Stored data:

________

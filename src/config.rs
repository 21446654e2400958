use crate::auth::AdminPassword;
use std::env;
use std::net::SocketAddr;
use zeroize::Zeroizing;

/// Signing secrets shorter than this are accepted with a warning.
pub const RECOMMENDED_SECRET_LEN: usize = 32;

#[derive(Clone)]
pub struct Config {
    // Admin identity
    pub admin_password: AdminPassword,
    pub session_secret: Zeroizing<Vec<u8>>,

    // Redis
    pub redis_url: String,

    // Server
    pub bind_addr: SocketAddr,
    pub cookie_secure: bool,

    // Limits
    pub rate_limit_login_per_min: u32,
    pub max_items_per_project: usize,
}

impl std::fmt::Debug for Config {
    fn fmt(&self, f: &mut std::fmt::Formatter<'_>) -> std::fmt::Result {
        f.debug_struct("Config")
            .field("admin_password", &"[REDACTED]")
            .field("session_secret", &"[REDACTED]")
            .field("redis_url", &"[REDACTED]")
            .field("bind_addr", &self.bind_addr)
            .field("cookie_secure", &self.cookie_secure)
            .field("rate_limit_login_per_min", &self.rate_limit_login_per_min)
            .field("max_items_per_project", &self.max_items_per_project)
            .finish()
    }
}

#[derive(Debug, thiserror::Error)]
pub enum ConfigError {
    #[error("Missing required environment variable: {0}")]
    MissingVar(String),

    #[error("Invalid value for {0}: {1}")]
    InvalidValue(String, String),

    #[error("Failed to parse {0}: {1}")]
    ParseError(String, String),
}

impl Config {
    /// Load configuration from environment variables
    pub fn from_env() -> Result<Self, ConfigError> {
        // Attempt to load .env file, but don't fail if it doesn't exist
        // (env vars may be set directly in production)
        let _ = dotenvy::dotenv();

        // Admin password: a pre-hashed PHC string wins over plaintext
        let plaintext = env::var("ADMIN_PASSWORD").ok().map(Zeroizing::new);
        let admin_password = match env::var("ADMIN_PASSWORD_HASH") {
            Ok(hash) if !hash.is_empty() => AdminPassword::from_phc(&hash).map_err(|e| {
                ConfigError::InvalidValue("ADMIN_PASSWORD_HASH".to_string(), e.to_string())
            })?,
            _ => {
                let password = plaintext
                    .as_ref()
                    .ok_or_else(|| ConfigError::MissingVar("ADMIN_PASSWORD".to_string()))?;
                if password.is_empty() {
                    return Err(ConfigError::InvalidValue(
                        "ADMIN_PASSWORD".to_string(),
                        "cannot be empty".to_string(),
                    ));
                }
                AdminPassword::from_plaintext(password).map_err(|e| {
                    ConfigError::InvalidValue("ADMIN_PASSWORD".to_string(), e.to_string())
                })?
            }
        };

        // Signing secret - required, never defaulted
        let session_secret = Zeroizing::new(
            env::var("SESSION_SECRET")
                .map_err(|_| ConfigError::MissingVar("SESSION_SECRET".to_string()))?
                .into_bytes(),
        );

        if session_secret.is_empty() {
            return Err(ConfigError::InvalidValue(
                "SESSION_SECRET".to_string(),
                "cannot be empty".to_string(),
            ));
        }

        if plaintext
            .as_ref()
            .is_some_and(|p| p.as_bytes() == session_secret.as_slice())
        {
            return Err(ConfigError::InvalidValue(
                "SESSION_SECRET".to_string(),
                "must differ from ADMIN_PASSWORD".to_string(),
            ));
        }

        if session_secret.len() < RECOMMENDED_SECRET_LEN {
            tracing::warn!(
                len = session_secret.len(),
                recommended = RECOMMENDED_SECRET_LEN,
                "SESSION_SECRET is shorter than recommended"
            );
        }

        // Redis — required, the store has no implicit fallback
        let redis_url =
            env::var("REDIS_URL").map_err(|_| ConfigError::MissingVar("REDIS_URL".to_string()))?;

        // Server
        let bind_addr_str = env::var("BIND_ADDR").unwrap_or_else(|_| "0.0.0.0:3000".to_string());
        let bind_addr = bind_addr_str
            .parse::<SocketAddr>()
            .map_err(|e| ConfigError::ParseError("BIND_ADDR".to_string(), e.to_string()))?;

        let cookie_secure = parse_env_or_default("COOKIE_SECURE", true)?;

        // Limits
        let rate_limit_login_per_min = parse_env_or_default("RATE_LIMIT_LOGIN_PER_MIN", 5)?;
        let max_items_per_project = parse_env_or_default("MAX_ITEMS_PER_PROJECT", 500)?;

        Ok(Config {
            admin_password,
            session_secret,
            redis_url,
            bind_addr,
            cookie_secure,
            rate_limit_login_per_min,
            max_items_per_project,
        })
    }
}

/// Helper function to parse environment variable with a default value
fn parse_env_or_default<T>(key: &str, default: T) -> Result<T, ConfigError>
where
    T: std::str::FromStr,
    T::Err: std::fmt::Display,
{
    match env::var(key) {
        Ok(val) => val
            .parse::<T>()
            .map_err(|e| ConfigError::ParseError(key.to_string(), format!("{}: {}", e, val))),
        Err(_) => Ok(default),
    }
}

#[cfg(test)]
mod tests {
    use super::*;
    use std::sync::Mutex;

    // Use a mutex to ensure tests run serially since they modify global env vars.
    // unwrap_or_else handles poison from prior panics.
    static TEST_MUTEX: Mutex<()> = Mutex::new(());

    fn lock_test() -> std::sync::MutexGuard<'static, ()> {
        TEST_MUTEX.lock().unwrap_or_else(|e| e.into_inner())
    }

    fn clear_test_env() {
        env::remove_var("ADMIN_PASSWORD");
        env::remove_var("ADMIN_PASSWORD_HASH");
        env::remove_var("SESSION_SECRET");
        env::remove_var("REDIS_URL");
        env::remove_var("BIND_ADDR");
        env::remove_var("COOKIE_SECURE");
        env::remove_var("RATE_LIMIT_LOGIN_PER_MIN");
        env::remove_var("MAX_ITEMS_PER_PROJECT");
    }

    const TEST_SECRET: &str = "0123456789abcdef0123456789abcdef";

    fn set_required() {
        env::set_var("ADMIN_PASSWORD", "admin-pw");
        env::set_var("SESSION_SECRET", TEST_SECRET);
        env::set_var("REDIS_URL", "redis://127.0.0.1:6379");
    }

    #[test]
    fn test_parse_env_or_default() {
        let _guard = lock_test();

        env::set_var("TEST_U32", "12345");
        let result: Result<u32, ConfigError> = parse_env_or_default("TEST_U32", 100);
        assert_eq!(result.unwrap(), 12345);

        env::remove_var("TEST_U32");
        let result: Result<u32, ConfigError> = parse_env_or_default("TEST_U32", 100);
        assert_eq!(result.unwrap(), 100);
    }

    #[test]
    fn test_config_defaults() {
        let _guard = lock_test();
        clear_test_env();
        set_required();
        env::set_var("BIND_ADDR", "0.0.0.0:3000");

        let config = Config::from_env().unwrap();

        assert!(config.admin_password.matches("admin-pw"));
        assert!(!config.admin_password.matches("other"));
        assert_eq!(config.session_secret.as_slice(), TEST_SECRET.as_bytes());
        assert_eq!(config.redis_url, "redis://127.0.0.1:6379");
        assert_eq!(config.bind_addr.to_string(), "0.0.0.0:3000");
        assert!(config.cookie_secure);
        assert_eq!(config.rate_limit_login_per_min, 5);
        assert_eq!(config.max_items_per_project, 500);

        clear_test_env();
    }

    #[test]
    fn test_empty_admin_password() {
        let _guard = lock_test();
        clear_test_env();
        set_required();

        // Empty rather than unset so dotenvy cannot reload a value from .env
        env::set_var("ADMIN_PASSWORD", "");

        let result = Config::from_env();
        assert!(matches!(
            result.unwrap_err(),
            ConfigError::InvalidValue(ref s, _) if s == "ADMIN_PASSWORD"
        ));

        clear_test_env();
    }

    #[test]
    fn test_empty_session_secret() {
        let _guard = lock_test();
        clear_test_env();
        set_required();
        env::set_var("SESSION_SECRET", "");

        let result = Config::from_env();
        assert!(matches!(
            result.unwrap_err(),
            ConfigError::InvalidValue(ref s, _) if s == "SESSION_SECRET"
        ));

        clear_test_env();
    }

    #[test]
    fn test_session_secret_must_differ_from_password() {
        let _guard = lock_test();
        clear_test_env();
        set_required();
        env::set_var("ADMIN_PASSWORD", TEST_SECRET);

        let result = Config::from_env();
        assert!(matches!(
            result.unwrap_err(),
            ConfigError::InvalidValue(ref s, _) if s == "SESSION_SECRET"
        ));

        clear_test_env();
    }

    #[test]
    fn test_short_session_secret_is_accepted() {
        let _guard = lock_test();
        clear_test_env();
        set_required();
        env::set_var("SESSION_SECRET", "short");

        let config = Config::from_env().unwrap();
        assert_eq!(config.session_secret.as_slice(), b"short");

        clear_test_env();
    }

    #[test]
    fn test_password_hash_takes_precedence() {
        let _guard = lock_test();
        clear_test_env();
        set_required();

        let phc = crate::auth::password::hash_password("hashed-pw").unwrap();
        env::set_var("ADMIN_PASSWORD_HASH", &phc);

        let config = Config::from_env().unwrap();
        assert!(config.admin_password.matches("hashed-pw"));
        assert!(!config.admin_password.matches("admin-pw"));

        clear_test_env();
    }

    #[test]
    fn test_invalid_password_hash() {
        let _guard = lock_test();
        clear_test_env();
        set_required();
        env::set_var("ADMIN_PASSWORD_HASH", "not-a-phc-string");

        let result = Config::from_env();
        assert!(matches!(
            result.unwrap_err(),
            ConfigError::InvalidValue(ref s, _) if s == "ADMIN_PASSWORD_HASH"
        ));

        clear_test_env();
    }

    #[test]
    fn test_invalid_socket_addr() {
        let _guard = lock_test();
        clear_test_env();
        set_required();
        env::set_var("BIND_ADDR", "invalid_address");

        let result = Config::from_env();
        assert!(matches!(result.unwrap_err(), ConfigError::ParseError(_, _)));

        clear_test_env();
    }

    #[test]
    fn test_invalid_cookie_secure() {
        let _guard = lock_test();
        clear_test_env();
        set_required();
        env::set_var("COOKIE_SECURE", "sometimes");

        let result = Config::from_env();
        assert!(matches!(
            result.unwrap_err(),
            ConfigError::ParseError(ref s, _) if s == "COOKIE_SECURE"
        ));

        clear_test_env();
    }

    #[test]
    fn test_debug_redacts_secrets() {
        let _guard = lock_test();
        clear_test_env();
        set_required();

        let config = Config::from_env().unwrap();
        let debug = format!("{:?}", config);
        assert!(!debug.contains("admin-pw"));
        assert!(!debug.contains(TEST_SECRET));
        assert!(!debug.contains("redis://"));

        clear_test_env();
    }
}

________

There is a line with "required, never defaulted" and a line with "Ok(val) => val" above. Copy exactly those two lines and all lines between them, with nothing else.

        // Signing secret - required, never defaulted
        let session_secret = Zeroizing::new(
            env::var("SESSION_SECRET")
                .map_err(|_| ConfigError::MissingVar("SESSION_SECRET".to_string()))?
                .into_bytes(),
        );

        if session_secret.is_empty() {
            return Err(ConfigError::InvalidValue(
                "SESSION_SECRET".to_string(),
                "cannot be empty".to_string(),
            ));
        }

        if plaintext
            .as_ref()
            .is_some_and(|p| p.as_bytes() == session_secret.as_slice())
        {
            return Err(ConfigError::InvalidValue(
                "SESSION_SECRET".to_string(),
                "must differ from ADMIN_PASSWORD".to_string(),
            ));
        }

        if session_secret.len() < RECOMMENDED_SECRET_LEN {
            tracing::warn!(
                len = session_secret.len(),
                recommended = RECOMMENDED_SECRET_LEN,
                "SESSION_SECRET is shorter than recommended"
            );
        }

        // Redis — required, the store has no implicit fallback
        let redis_url =
            env::var("REDIS_URL").map_err(|_| ConfigError::MissingVar("REDIS_URL".to_string()))?;

        // Server
        let bind_addr_str = env::var("BIND_ADDR").unwrap_or_else(|_| "0.0.0.0:3000".to_string());
        let bind_addr = bind_addr_str
            .parse::<SocketAddr>()
            .map_err(|e| ConfigError::ParseError("BIND_ADDR".to_string(), e.to_string()))?;

        let cookie_secure = parse_env_or_default("COOKIE_SECURE", true)?;

        // Limits
        let rate_limit_login_per_min = parse_env_or_default("RATE_LIMIT_LOGIN_PER_MIN", 5)?;
        let max_items_per_project = parse_env_or_default("MAX_ITEMS_PER_PROJECT", 500)?;

        Ok(Config {
            admin_password,
            session_secret,
            redis_url,
            bind_addr,
            cookie_secure,
            rate_limit_login_per_min,
            max_items_per_project,
        })
    }
}

/// Helper function to parse environment variable with a default value
fn parse_env_or_default<T>(key: &str, default: T) -> Result<T, ConfigError>
where
    T: std::str::FromStr,
    T::Err: std::fmt::Display,
{
    match env::var(key) {
        Ok(val) => val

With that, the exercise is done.